Cronaca
Nel porto di Napoli, l’emozione prende forma: una panchina per chi non ritorna
Napoli – “Questa panchina non è solo un mobile urbano, ma un simbolo di vita e di lotta. È la testimonianza di chi ha perso tutto in mare.” Le parole di Giovanni, un pescatore del Porto di Napoli, risuonano forti mentre si inaugura “L’onda della memoria – una panchina per non dimenticare”. Un’iniziativa che va ben oltre l’arte: è una chiamata collettiva alla responsabilità.
Il progetto, frutto della sinergia tra studenti e associazioni, si trova nel cuore del porto, quella zona pulsante e viva dove il mare incontra la città.
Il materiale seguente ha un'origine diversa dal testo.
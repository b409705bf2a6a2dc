pub mod context;
pub mod error;
pub mod id;
pub mod record;
pub mod sanitize;
pub mod time;

pub use context::RequestContext;
pub use error::{CoreError, Result};
pub use id::{generate_id, sanitize_id, sanitize_ids, validate_id};
pub use record::{ID_KEY, Record, SORT_TITLE_KEY, TITLE_KEY, TYPE_KEY, record_id};
pub use time::{sanitize_date, sanitize_time};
Gli studenti dell’Istituto artistico statale di Napoli e dell’Istituto superiore “Gentileschi” hanno dipinto la panchina. Ogni colore, ogni tratto racconta storie di partire e approdi negati. “Non è solo un’opera, è un manifesto di memoria”, aggiunge Maria, una delle ragazze che ha partecipato all’iniziativa.
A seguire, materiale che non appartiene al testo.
//! `tags`: a deduplicated list of short strings.

use async_trait::async_trait;
use schemata_core::Record;
use schemata_core::sanitize::{sanitize_string, sanitize_tags, tags_to_array};
use serde_json::Value;

use super::{Converter, FieldTypePlugin, Text, comma_text, empty_list};
use crate::convert::ConvertContext;
use crate::error::ConvertError;
use crate::field::{Field, kinds};
use crate::format::Format;

pub(super) fn plugin() -> FieldTypePlugin {
    FieldTypePlugin::new(kinds::TAGS)
        .converter(Format::Csv, TagsFromText)
        .converter(Format::Form, TagsFromForm)
        .exporter(Format::Csv, Text(comma_text))
        .emptiness(empty_list)
}

struct TagsFromText;

#[async_trait]
impl Converter for TagsFromText {
    async fn convert(
        &self,
        _cx: &ConvertContext<'_>,
        input: &Record,
        name: &str,
        target: &mut Record,
        _field: &Field,
    ) -> Result<(), ConvertError> {
        let tags = tags_to_array(&sanitize_string(input.get(name), None));
        target.insert(name.to_string(), to_value(tags));
        Ok(())
    }
}

/// Form tags honor the locked vocabulary and the field's `limit`.
struct TagsFromForm;

#[async_trait]
impl Converter for TagsFromForm {
    async fn convert(
        &self,
        cx: &ConvertContext<'_>,
        input: &Record,
        name: &str,
        target: &mut Record,
        field: &Field,
    ) -> Result<(), ConvertError> {
        let mut tags = sanitize_tags(input.get(name));
        if cx.schemas.settings().lock_tags {
            let Some(vocabulary) = cx.schemas.tag_vocabulary() else {
                return Err(ConvertError::misconfigured(
                    name,
                    "tags are locked but no tag vocabulary is configured",
                ));
            };
            tags = vocabulary.existing_tags(cx.request, &tags).await?;
        }
        if let Some(limit) = field.limit {
            tags.truncate(limit);
        }
        target.insert(name.to_string(), to_value(tags));
        Ok(())
    }
}

fn to_value(tags: Vec<String>) -> Value {
    Value::Array(tags.into_iter().map(Value::String).collect())
}

#[cfg(test)]
mod tests {
    use std::sync::Arc;

    use schemata_core::RequestContext;
    use schemata_storage::StorageError;
    use serde_json::json;

    use crate::service::{Schemas, TagVocabulary};
    use crate::settings::SchemaSettings;
    use crate::test_support::RecordingManagers;

    use super::*;

    struct Known;

    #[async_trait]
    impl TagVocabulary for Known {
        async fn existing_tags(
            &self,
            _cx: &RequestContext,
            tags: &[String],
        ) -> Result<Vec<String>, StorageError> {
            Ok(tags.iter().filter(|t| t.starts_with('k')).cloned().collect())
        }
    }

    fn record(value: Value) -> Record {
        value.as_object().cloned().unwrap()
    }

    #[tokio::test]
    async fn test_csv_tags() {
        let schemas = Schemas::builder(Arc::new(RecordingManagers::default())).build();
        let cx = RequestContext::anonymous();
        let mut target = Record::new();
        schemas
            .convert_fields(
                &cx,
                &[Field::new("tags", kinds::TAGS)],
                &Format::Csv,
                &record(json!({"tags": "red, blue,,red"})),
                &mut target,
            )
            .await
            .unwrap();
        assert_eq!(target.get("tags"), Some(&json!(["red", "blue"])));
    }

    #[tokio::test]
    async fn test_locked_form_tags_with_limit() {
        let schemas = Schemas::builder(Arc::new(RecordingManagers::default()))
            .settings(SchemaSettings {
                lock_tags: true,
                ..SchemaSettings::default()
            })
            .tag_vocabulary(Arc::new(Known))
            .build();
        let cx = RequestContext::anonymous();
        let mut field = Field::new("tags", kinds::TAGS);
        field.limit = Some(2);
        let mut target = Record::new();

        schemas
            .convert_fields(
                &cx,
                &[field],
                &Format::Form,
                &record(json!({"tags": ["kiwi", "new", "kale", "kelp"]})),
                &mut target,
            )
            .await
            .unwrap();
        assert_eq!(target.get("tags"), Some(&json!(["kiwi", "kale"])));
    }

    #[tokio::test]
    async fn test_unlocked_form_tags_pass_through() {
        let schemas = Schemas::builder(Arc::new(RecordingManagers::default()))
            .tag_vocabulary(Arc::new(Known))
            .build();
        let cx = RequestContext::anonymous();
        let mut target = Record::new();
        schemas
            .convert_fields(
                &cx,
                &[Field::new("tags", kinds::TAGS)],
                &Format::Form,
                &record(json!({"tags": ["new", " kiwi "]})),
                &mut target,
            )
            .await
            .unwrap();
        assert_eq!(target.get("tags"), Some(&json!(["new", "kiwi"])));
    }

    #[tokio::test]
    async fn test_locked_tags_without_vocabulary_rejected() {
        let schemas = Schemas::builder(Arc::new(RecordingManagers::default()))
            .settings(SchemaSettings {
                lock_tags: true,
                ..SchemaSettings::default()
            })
            .build();
        let cx = RequestContext::anonymous();
        let mut target = Record::new();

        let err = schemas
            .convert_fields(
                &cx,
                &[Field::new("tags", kinds::TAGS)],
                &Format::Form,
                &record(json!({"tags": ["brand-new", "unvetted"]})),
                &mut target,
            )
            .await
            .unwrap_err();

        assert!(matches!(err, ConvertError::Misconfigured { ref field, .. } if field == "tags"));
        assert!(!target.contains_key("tags"));
    }
}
La panchina diventa così uno spazio di riflessione, un luogo di sosta per chiunque voglia meditare su un tema drammaticamente attuale: le vittime del mare. Oggi, nonostante il caldo e il traffico, ci sono già persone che si fermano, guardano, e si interrogano. “Questo posto deve essere preservato”, afferma con convinzione Laura, una giovane attivista. La tensione è palpabile, e la panchina sembra diventare il cuore di un dibattito cittadino intenso e necessario.
“Eliseo Cuccaro, presidente dell’Autorità di sistema portuale del Mar Tirreno centrale, ha sottolineato che “questo progetto rappresenta un gesto di umanità e impegno collettivo”. Le parole di Cuccaro non cadono nel vuoto: la città è in fermento, le sue strade parlano di solidarietà e speranza. Gli applausi si mescolano ai suoni del porto, mentre i passanti osservano, alcuni con gli occhi lucidi.
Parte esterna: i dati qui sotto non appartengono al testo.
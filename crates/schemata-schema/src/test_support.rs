//! Recording manager doubles shared by the unit tests.

use std::collections::HashMap;
use std::sync::{Arc, Mutex};

use async_trait::async_trait;
use schemata_core::{Record, RequestContext};
use schemata_storage::{
    ContentManager, Criteria, GetOptions, GetResult, Manager, ManagerRegistry, StorageError,
};
use serde_json::Value;

#[derive(Debug, Clone)]
pub(crate) struct Call {
    pub type_name: String,
    pub criteria: Criteria,
    pub options: GetOptions,
}

/// A registry of in-test managers that records every fetch.
#[derive(Default)]
pub(crate) struct RecordingManagers {
    records: HashMap<String, Vec<Record>>,
    generic: bool,
    calls: Arc<Mutex<Vec<Call>>>,
}

impl RecordingManagers {
    pub fn with_records(mut self, type_name: &str, records: Vec<Value>) -> Self {
        let records = records
            .into_iter()
            .filter_map(|v| v.as_object().cloned())
            .collect();
        self.records.insert(type_name.to_string(), records);
        self
    }

    /// Serve every type through one shared, type-filtered manager.
    pub fn generic(mut self) -> Self {
        self.generic = true;
        self
    }

    pub fn calls(&self) -> Vec<Call> {
        self.calls.lock().unwrap().clone()
    }
}

impl ManagerRegistry for RecordingManagers {
    fn manager(&self, type_name: &str) -> Option<Manager> {
        if self.generic {
            return Some(Manager::Generic(Arc::new(RecordingManager {
                type_name: "generic".to_string(),
                records: self.records.values().flatten().cloned().collect(),
                calls: self.calls.clone(),
            })));
        }
        let records = self.records.get(type_name)?;
        Some(Manager::Dedicated(Arc::new(RecordingManager {
            type_name: type_name.to_string(),
            records: records.clone(),
            calls: self.calls.clone(),
        })))
    }
}

struct RecordingManager {
    type_name: String,
    records: Vec<Record>,
    calls: Arc<Mutex<Vec<Call>>>,
}

#[async_trait]
impl ContentManager for RecordingManager {
    async fn get(
        &self,
        _cx: &RequestContext,
        criteria: &Criteria,
        options: &GetOptions,
    ) -> Result<GetResult, StorageError> {
        self.calls.lock().unwrap().push(Call {
            type_name: self.type_name.clone(),
            criteria: criteria.clone(),
            options: options.clone(),
        });
        let items = self
            .records
            .iter()
            .filter(|r| criteria.matches(r))
            .map(|r| options.project(r))
            .collect();
        Ok(GetResult::with_items(items))
    }
}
Ma cosa significa davvero non dimenticare? E come può una semplice panchina diventare catalizzatore di cambiamento? Tina Monti, presidente di Megaride Felice, spinge sul futuro: “Con quest’opera, noi non celebriamo solo il passato, ma costruiamo il domani”. È un invito a riflettere, a esplorare il senso di responsabilità che ognuno di noi ha nei confronti di storie che rischiano di scomparire.
La panchina non è solo un oggetto, è un grido di aiuto, un richiamo a non voltarsi dall’altra parte. E mentre il sole tramonta sul porto di Napoli, molti si chiedono: quale sarà il prossimo passo? In una città che ha visto tanto, la vera sfida è trasformare il ricordo in azione.